A few points in refutation. I see Amazon as far ahead of Walmart in all ways that promise growth:
1) Walmart may be the biggest retailer in the US, but they don't have half of the US homes as subscribers. Amazon Prime does. I doubt Walmart.com attracts any where near as many e-tail visitors as Amazon, and I suspect the gap is widening.
2) Amazon is decades ahead of Walmart in the online shopper experience. I grit my teeth each time I visit Walmart's website. It's slow and ugly and very clumsy to navigate or search. And it hasn't gotten better after years of this.
3) Walmart's products are mostly middle-to-down-market, even online, and that doesn't seem to have changed all that much even as they've grown their e-tail efforts. Try buying a nice watch or high-end stereo equipment there. No such ceiling applies to Amazon, probably because Amazon welcomes re-sellers (which can span all market niches), while Walmart doesn't.
So I think Walmart has a long way to go to compete equally with Amazon, and isn't a comparable threat as an all 'round monopoly.
And personally, I don't hate Amazon enough to object to a monopoly threat from them the way I do Walmart. I think ill-will does matter when it comes to federal action on anti-competition. If Microsoft were as despised as AT&T was in 1984, they would be in pieces today.
Well to be fair, they don't compete with Walmart. Walmart almost doubled Amazon's revenue last year, and that was during the height of a pandemic, which naturally steered people towards more online orders, something you think would tip the scales in Amazon's favor.
I mean, they talk about Walmart like it's the underdog, but its revenue is twice as large as Amazon's (despite its market cap being much lower). While Walmart is much better at sales via physical stores and Amazon is better at online sales, and while Walmart is investing in heavily in it's online platforms, Amazon is investing heavily in in physical stores.
So i don't think it's Walmart vs Amazon, it's Walmart and Amazon versuses everyone else. They're both building themselves up to be equal competitors in most ways, leaving everyone else behind.
I just want to comment that Wal-Mart isn’t “playing catch-up” to Amazon, but simply plugging up holes in their business plan.
Critics of Wal-Mart’s online competency seem to forget that not only is Wal-Mart the largest company by revenue - on the planet - but Amazon doesn’t even crack the top 20.
As far a business goes - an organization to provide value exchange - they are doing better than almost any other business in the world, depending on the metric you’re measuring with.
Dude...Amazon has been the leading e-tailer for around a decade or so.
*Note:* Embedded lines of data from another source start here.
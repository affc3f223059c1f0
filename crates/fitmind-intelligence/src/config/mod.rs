// ABOUTME: Engine configuration for weight-loss planning and trend analysis
// ABOUTME: Orchestrates domain-specific configs and provides unified validation and loading
//
// SPDX-License-Identifier: MIT OR Apache-2.0
// Copyright (c) 2025 FitMind Contributors

//! Engine Configuration Module
//!
//! Configuration is organized into domain-specific modules:
//! - `planner` - Safety thresholds and the diet/exercise deficit split
//! - `timeline` - Fixed timeframes and realistic-rate bounds
//! - `trend` - Smoothing width, recent-window anchoring, confidence thresholds
//! - `progress` - On-track, streak, and achievement thresholds
//!
//! Physiological constants (energy density of fat, BMI bands, pace rates, activity
//! multipliers) are not configurable; they live in `fitmind_core::constants`.

pub mod error;
pub mod planner;
pub mod progress;
pub mod timeline;
pub mod trend;

pub use error::ConfigError;
pub use planner::PlannerConfig;
pub use progress::ProgressConfig;
pub use timeline::TimelineConfig;
pub use trend::{TrendConfig, WindowAnchor};

use serde::{Deserialize, Serialize};
use std::env;
use std::str::FromStr;
use std::sync::OnceLock;
use tracing::warn;

/// Global configuration singleton
static ENGINE_CONFIG: OnceLock<EngineConfig> = OnceLock::new();

/// Main engine configuration container
#[derive(Debug, Clone, Default, PartialEq, Serialize, Deserialize)]
pub struct EngineConfig {
    /// Configuration for the weight-loss planner
    pub planner: PlannerConfig,
    /// Configuration for timeline option generation
    pub timeline: TimelineConfig,
    /// Configuration for weight trend analysis
    pub trend: TrendConfig,
    /// Configuration for progress insights
    pub progress: ProgressConfig,
}

impl EngineConfig {
    /// Get the global configuration instance
    pub fn global() -> &'static Self {
        ENGINE_CONFIG.get_or_init(|| {
            Self::load().unwrap_or_else(|e| {
                warn!("Failed to load engine config: {}, using defaults", e);
                Self::default()
            })
        })
    }

    /// Load configuration from defaults plus environment overrides
    ///
    /// # Errors
    ///
    /// Returns an error if environment variables contain invalid values or validation fails
    pub fn load() -> Result<Self, ConfigError> {
        let config = Self::default().apply_env_overrides()?;
        config.validate()?;
        Ok(config)
    }

    /// Validate the configuration
    ///
    /// # Errors
    ///
    /// Returns an error describing the first inconsistent setting
    pub fn validate(&self) -> Result<(), ConfigError> {
        self.validate_planner()?;
        self.validate_timeline()?;
        self.validate_trend()?;
        self.validate_progress()
    }

    fn validate_planner(&self) -> Result<(), ConfigError> {
        let planner = &self.planner;

        if planner.min_daily_calories_male <= 0.0 || planner.min_daily_calories_female <= 0.0 {
            return Err(ConfigError::ValueOutOfRange(
                "Minimum daily calories must be positive",
            ));
        }
        if planner.max_daily_deficit_kcal <= 0.0 {
            return Err(ConfigError::ValueOutOfRange(
                "Maximum daily deficit must be positive",
            ));
        }
        if planner.slow_weekly_loss_kg <= 0.0
            || planner.slow_weekly_loss_kg >= planner.max_weekly_loss_kg
        {
            return Err(ConfigError::InvalidRange(
                "slow_weekly_loss must be positive and < max_weekly_loss",
            ));
        }
        if !(0.0..=1.0).contains(&planner.diet_deficit_share)
            || !(0.0..=1.0).contains(&planner.exercise_deficit_share)
        {
            return Err(ConfigError::ValueOutOfRange(
                "Deficit shares must be between 0.0 and 1.0",
            ));
        }
        if (planner.diet_deficit_share + planner.exercise_deficit_share - 1.0).abs() > 0.01 {
            return Err(ConfigError::InvalidWeights(
                "Diet and exercise deficit shares must sum to 1.0",
            ));
        }

        Ok(())
    }

    fn validate_timeline(&self) -> Result<(), ConfigError> {
        let timeline = &self.timeline;

        if timeline.fixed_timeframes_months.contains(&0) {
            return Err(ConfigError::ValueOutOfRange(
                "Fixed timeframes must be at least one month",
            ));
        }
        if timeline.min_realistic_weekly_loss_kg >= timeline.max_realistic_weekly_loss_kg {
            return Err(ConfigError::InvalidRange(
                "min_realistic_weekly_loss must be < max_realistic_weekly_loss",
            ));
        }
        if timeline.recommended_min_weekly_loss_kg >= timeline.recommended_max_weekly_loss_kg {
            return Err(ConfigError::InvalidRange(
                "recommended_min_weekly_loss must be < recommended_max_weekly_loss",
            ));
        }

        Ok(())
    }

    fn validate_trend(&self) -> Result<(), ConfigError> {
        let trend = &self.trend;

        if trend.recent_window_days == 0 || trend.smoothing_window == 0 {
            return Err(ConfigError::ValueOutOfRange(
                "Trend window and smoothing width must be at least 1",
            ));
        }
        // Noise needs at least one day-to-day difference
        if trend.min_observations < 2 {
            return Err(ConfigError::ValueOutOfRange(
                "Trend analysis needs at least 2 observations",
            ));
        }
        if trend.medium_confidence_min_observations > trend.high_confidence_min_observations {
            return Err(ConfigError::InvalidRange(
                "medium_confidence_min_observations must be <= high_confidence_min_observations",
            ));
        }
        if trend.high_confidence_max_noise_kg > trend.medium_confidence_max_noise_kg {
            return Err(ConfigError::InvalidRange(
                "high_confidence_max_noise must be <= medium_confidence_max_noise",
            ));
        }

        Ok(())
    }

    fn validate_progress(&self) -> Result<(), ConfigError> {
        let progress = &self.progress;

        if progress.on_track_ratio <= 0.0 || progress.on_track_ratio > 1.0 {
            return Err(ConfigError::ValueOutOfRange(
                "on_track_ratio must be in (0.0, 1.0]",
            ));
        }
        if progress.slow_progress_ratio <= 0.0 || progress.slow_progress_ratio > 1.0 {
            return Err(ConfigError::ValueOutOfRange(
                "slow_progress_ratio must be in (0.0, 1.0]",
            ));
        }
        if progress.default_completion_weeks <= 0.0 {
            return Err(ConfigError::ValueOutOfRange(
                "default_completion_weeks must be positive",
            ));
        }

        Ok(())
    }

    /// Helper function to parse and apply an environment variable override
    fn apply_env_var<T: FromStr>(env_var_name: &str, target: &mut T) -> Result<(), ConfigError> {
        if let Ok(val) = env::var(env_var_name) {
            *target = val
                .parse()
                .map_err(|_| ConfigError::Parse(format!("Invalid {env_var_name}")))?;
        }
        Ok(())
    }

    /// Apply environment variable overrides
    fn apply_env_overrides(mut self) -> Result<Self, ConfigError> {
        // Planner overrides
        Self::apply_env_var(
            "FITMIND_MIN_CALORIES_MALE",
            &mut self.planner.min_daily_calories_male,
        )?;
        Self::apply_env_var(
            "FITMIND_MIN_CALORIES_FEMALE",
            &mut self.planner.min_daily_calories_female,
        )?;
        Self::apply_env_var(
            "FITMIND_MAX_DAILY_DEFICIT",
            &mut self.planner.max_daily_deficit_kcal,
        )?;
        Self::apply_env_var(
            "FITMIND_MAX_WEEKLY_LOSS",
            &mut self.planner.max_weekly_loss_kg,
        )?;
        Self::apply_env_var(
            "FITMIND_SLOW_WEEKLY_LOSS",
            &mut self.planner.slow_weekly_loss_kg,
        )?;

        // Trend overrides
        Self::apply_env_var(
            "FITMIND_TREND_WINDOW_DAYS",
            &mut self.trend.recent_window_days,
        )?;
        Self::apply_env_var(
            "FITMIND_TREND_SMOOTHING_WINDOW",
            &mut self.trend.smoothing_window,
        )?;
        Self::apply_env_var(
            "FITMIND_TREND_WINDOW_ANCHOR",
            &mut self.trend.window_anchor,
        )?;

        Ok(self)
    }
}
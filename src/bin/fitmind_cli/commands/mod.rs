// ABOUTME: Re-exports command modules for fitmind-cli
// ABOUTME: Provides access to calculator, planning, and trend commands
//
// SPDX-License-Identifier: MIT OR Apache-2.0
// Copyright (c) 2025 FitMind Contributors

pub mod calculate;
pub mod plan;
pub mod trend;
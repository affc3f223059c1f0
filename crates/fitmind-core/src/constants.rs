// ABOUTME: Physiological constants used throughout the planning engine
// ABOUTME: Energy density, Mifflin-St Jeor coefficients, BMI bands, activity factors, pace table
//
// SPDX-License-Identifier: MIT OR Apache-2.0
// Copyright (c) 2025 FitMind Contributors

//! Physiological constants based on nutrition research
//!
//! These values are fixed by the underlying science, not tuned per deployment.
//! Tunable safety thresholds live in the intelligence crate's configuration.

/// Energy balance constants
pub mod energy {
    /// Energy stored in one kilogram of body fat (kcal)
    /// Reference: Wishnofsky, M. (1958). Caloric equivalents of gained or lost weight.
    pub const KCAL_PER_KG_FAT: f64 = 7700.0;

    /// Days in a week
    pub const DAYS_PER_WEEK: f64 = 7.0;
}

/// Mifflin-St Jeor equation coefficients
///
/// Reference: Mifflin, M.D., et al. (1990). A new predictive equation for resting energy
/// expenditure. *American Journal of Clinical Nutrition*, 51(2), 241-247.
pub mod mifflin_st_jeor {
    /// Coefficient applied to body weight (kg)
    pub const WEIGHT_COEF: f64 = 10.0;
    /// Coefficient applied to height (cm)
    pub const HEIGHT_COEF: f64 = 6.25;
    /// Coefficient applied to age (years)
    pub const AGE_COEF: f64 = -5.0;
    /// Constant term for men
    pub const MALE_CONSTANT: f64 = 5.0;
    /// Constant term for women
    pub const FEMALE_CONSTANT: f64 = -161.0;
}

/// TDEE activity multipliers
///
/// Reference: `McArdle`, W.D., Katch, F.I., & Katch, V.L. (2010). Exercise Physiology
pub mod activity_factors {
    /// Little to no exercise
    pub const SEDENTARY: f64 = 1.2;
    /// Light exercise 1-3 days/week
    pub const LIGHT: f64 = 1.375;
    /// Moderate exercise 3-5 days/week
    pub const MODERATE: f64 = 1.55;
    /// Heavy exercise 6-7 days/week
    pub const ACTIVE: f64 = 1.725;
    /// Very heavy exercise, twice a day
    pub const VERY_ACTIVE: f64 = 1.9;
}

/// Body Mass Index bands (WHO classification)
pub mod bmi {
    /// Below this BMI a person is underweight
    pub const UNDERWEIGHT_BELOW: f64 = 18.5;
    /// Below this BMI (and at or above underweight) weight is normal
    pub const OVERWEIGHT_FROM: f64 = 25.0;
    /// At or above this BMI a person is obese
    pub const OBESE_FROM: f64 = 30.0;
    /// Lower bound of the healthy reference range
    pub const HEALTHY_MIN: f64 = 18.5;
    /// Upper bound of the healthy reference range
    pub const HEALTHY_MAX: f64 = 24.9;
    /// BMI commonly used as the "ideal" point inside the healthy range
    pub const IDEAL: f64 = 22.0;
    /// No plan may target a BMI below this value
    pub const MIN_SAFE_TARGET: f64 = 16.0;
}

/// Fixed weekly-loss rates for each pace (kg/week)
pub mod pace_rates {
    /// Slow and safe
    pub const SLOW_KG_PER_WEEK: f64 = 0.5;
    /// Moderate and effective
    pub const MODERATE_KG_PER_WEEK: f64 = 0.75;
    /// Fast but safe
    pub const FAST_KG_PER_WEEK: f64 = 1.0;
}

/// Calendar approximations
pub mod calendar {
    /// Average number of weeks in a month
    pub const WEEKS_PER_MONTH: f64 = 4.33;
    /// Days in a week
    pub const DAYS_PER_WEEK: u64 = 7;
}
Wal-Mart is not even in the top 10. Where did you get the idea Wal-Mart did anywhere near Amazon volume online? http://www.internetretailer.com/Top500/list.asp
Walmart perfected large-scale logistics and built a network of one-stop-shops across America, taking out small mom-and-pop shops along the way.
Amazon set out to be the go-to online shopping platform largely by encouraging small mom-and-pop shops to sell through Amazon. Once the platform was big enough, it started making more sense for Amazon to cannibalize vendors instead of just continuing to let the market grow.
Sure, both companies are large behemoths that do their part to decimate local economies and avoid paying taxes, but their strategies were pretty different, IMO.